The first sign this cycle that the Democratic establishment had lost control of its super PAC allies came when AIPAC's super PAC started spending in the Democratic primary in Maryland's 4th congressional district — not against a progressive outsider, as usual, but against Donna Edwards, a mainstream Democrat who had been endorsed by everyone from House Speaker Nancy Pelosi to Hillary Clinton. While AIPAC spent an unprecedented $6 million against Edwards, Pelosi pulled out all the stops, including recording a supportive video ad. Edwards was crushed by the spending and lost to AIPAC-supported Democrat Glenn Ivey, a well-connected Washington attorney. Pelosi — who has been endorsed by AIPAC for years and reliably attends their conferences — refused to comment on Edwards' loss. (Maryland's 4th is one of the safest seats in the country, and the winner of the Democratic primary was certain to be elected.)

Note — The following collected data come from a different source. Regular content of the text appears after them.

use async_trait::async_trait;
use serde::{Deserialize, Serialize};
use std::collections::HashMap;
use std::time::Duration;
use tracing::{debug, trace};

use crate::config::LlmConfig;
use crate::error::ReviewError;

/// A chat-completion backend that answers one system + user exchange
#[async_trait]
pub trait ChatClient: Send + Sync {
    /// Send both messages and return the raw content of the first choice
    async fn complete(&self, system: &str, user: &str) -> Result<String, ReviewError>;
}

#[derive(Serialize)]
struct ChatRequest<'a> {
    model: &'a str,
    messages: [Message<'a>; 2],
    response_format: ResponseFormat,
    #[serde(skip_serializing_if = "Option::is_none")]
    temperature: Option<f32>,
    #[serde(flatten)]
    extra: &'a serde_json::Map<String, serde_json::Value>,
}

#[derive(Serialize)]
struct Message<'a> {
    role: &'a str,
    content: &'a str,
}

#[derive(Serialize)]
struct ResponseFormat {
    #[serde(rename = "type")]
    format_type: &'static str,
}

#[derive(Deserialize)]
struct ChatResponse {
    choices: Vec<Choice>,
}

#[derive(Deserialize)]
struct Choice {
    message: ResponseMessage,
}

#[derive(Deserialize)]
struct ResponseMessage {
    content: Option<String>,
}

/// OpenAI-compatible chat-completion client constrained to JSON-object replies
pub struct OpenAiClient {
    client: reqwest::Client,
    base_url: String,
    api_key: String,
    model: String,
    temperature: Option<f32>,
    headers: HashMap<String, String>,
    extra: serde_json::Map<String, serde_json::Value>,
}

impl OpenAiClient {
    pub fn new(api_key: &str, config: &LlmConfig) -> Result<Self, ReviewError> {
        let mut builder = reqwest::Client::builder();
        if let Some(secs) = config.timeout_secs {
            builder = builder.timeout(Duration::from_secs(secs));
        }

        Ok(Self {
            client: builder.build()?,
            base_url: config.base_url.trim_end_matches('/').to_string(),
            api_key: api_key.to_string(),
            model: config.model.clone(),
            temperature: config.temperature,
            headers: config.headers.clone(),
            extra: config.body.as_object().cloned().unwrap_or_default(),
        })
    }
}

#[async_trait]
impl ChatClient for OpenAiClient {
    async fn complete(&self, system: &str, user: &str) -> Result<String, ReviewError> {
        let request = ChatRequest {
            model: &self.model,
            messages: [
                Message {
                    role: "system",
                    content: system,
                },
                Message {
                    role: "user",
                    content: user,
                },
            ],
            response_format: ResponseFormat {
                format_type: "json_object",
            },
            temperature: self.temperature,
            extra: &self.extra,
        };

        debug!("Requesting review from model {}", self.model);
        let mut builder = self
            .client
            .post(format!("{}/chat/completions", self.base_url))
            .header("Authorization", format!("Bearer {}", self.api_key))
            .header("Content-Type", "application/json");
        for (key, value) in &self.headers {
            builder = builder.header(key, value);
        }

        let response = builder.json(&request).send().await?;
        let status = response.status();
        if !status.is_success() {
            let body = response.text().await.unwrap_or_default();
            return Err(ReviewError::Rejected { status, body });
        }

        let chat_response: ChatResponse = response.json().await?;
        trace!("Response has {} choices", chat_response.choices.len());

        // First choice is the primary response
        let content = chat_response
            .choices
            .into_iter()
            .next()
            .and_then(|choice| choice.message.content)
            .filter(|content| !content.trim().is_empty())
            .ok_or(ReviewError::EmptyResponse)?;
        debug!("Model response content: {:?}", content);
        Ok(content)
    }
}
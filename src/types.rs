use schemars::JsonSchema;
use serde::{Deserialize, Serialize};

/// A single rule violation reported by the reviewer model
#[derive(Debug, Clone, PartialEq, Eq, Serialize, Deserialize, JsonSchema)]
pub struct Violation {
    /// The specific rule violated
    pub rule: String,
    /// Where in the document, or the number of the offending WHEREAS clause
    pub location: String,
    /// Explanation of the violation
    pub description: String,
    /// How to fix it
    pub suggestion: String,
}

/// Parsed review of one resolution
///
/// All three keys are required; a response missing any of them is rejected.
#[derive(Debug, Clone, PartialEq, Eq, Serialize, Deserialize, JsonSchema)]
pub struct ReviewResult {
    /// Deviations from required structure or semantic content
    pub template_violations: Vec<Violation>,
    /// Deviations from punctuation and wording conventions
    pub formatting_violations: Vec<Violation>,
    /// Brief summary of the resolution's compliance
    pub overall_assessment: String,
}

impl ReviewResult {
    pub fn is_clean(&self) -> bool {
        self.template_violations.is_empty() && self.formatting_violations.is_empty()
    }
}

Shortly before Election Day in November, AIPAC's super PAC — which had previously only spent in party primaries — made its first-ever expenditure in a general election, this time in support of a Republican. This was in Pennsylvania's 12th congressional district, where the above-mentioned Summer Lee, a Black progressive state legislator, had won the Democratic nomination over an AIPAC-backed opponent. Although AIPAC proudly lists its endorsement of 44 members of the Congressional Progressive Caucus, in this case it began officially spending to defeat the Democratic majority, backing Republican Michael Doyle over Lee. Pelosi, Senate Majority Leader Chuck Schumer and Democratic campaign chair Rep. Sean Patrick Maloney (who lost his own race in New York), all endorsed by AIPAC, said nothing. Lee ultimately got more than 55 percent of the vote in her Pittsburgh-area district, but it was progressive groups, not Democratic leaders, who propelled her to victory.

Super PACs are often funded by billionaires with bottomless pockets, and their spending decisions can be guided by the whims of their funders. Democratic leadership's silence in the face of the deluge of spending against their allies speaks volumes: If the billionaires who fund these super PACs one day decide that they'd prefer Republican candidates or Republican policy positions, would Democratic leadership be ready to capitulate on everything from prescription drug prices to climate change to gun control to foreign policy?

Many bedrock Democratic positions, including student debt relief, gun control and caps on drug prices, are not likely to please the billionaire class — but they're overwhelmingly popular with the American people. Democratic candidates who embraced these issues raised millions this cycle in online small-dollar donations. Democratic U.S. Senate candidates John Fetterman in Pennsylvania, Mandela Barnes in Wisconsin, and Cheri Beasley in North Carolina were blasted with Republican super PAC spending, but all three comfortably outraised their Republican opponents quarter after quarter, driven in part by these online small-dollar donations. Fetterman was the only one of those three candidates whose super PAC allies outspent his opponent's — and was also the only one of those three to win his race. (Although Barnes came agonizingly close.) Those races might well have ended differently if a ban on super PACs had allowed Beasley and Barnes to outspend their opponents using their small-dollar war chests. 

The Democratic Party must come to grips with the fact that the explosion in super PAC spending driven by the Citizens United decision isn't just a problem for progressives. Ultimately, it's an existential problem for the party that claims to stand for the interests of working people. It's a pretty tough sell to tell working-class voters that candidates who are funded by billionaire super PACs and corporate donations will fight hard for their interests. If Democrats want to retain any credibility on this issue, party leadership must prioritize campaign finance reform, ban super PACs and support a bill for public financing of political campaigns.

As Bernie Sanders said in his letter to Jaime Harrison, "A super PAC is a super PAC, whether it is funded by Republican billionaires or Democratic billionaires." It's time for the Democratic Party to embrace democracy and become the party not of supposedly liberal billionaires, but of working-class people of all backgrounds.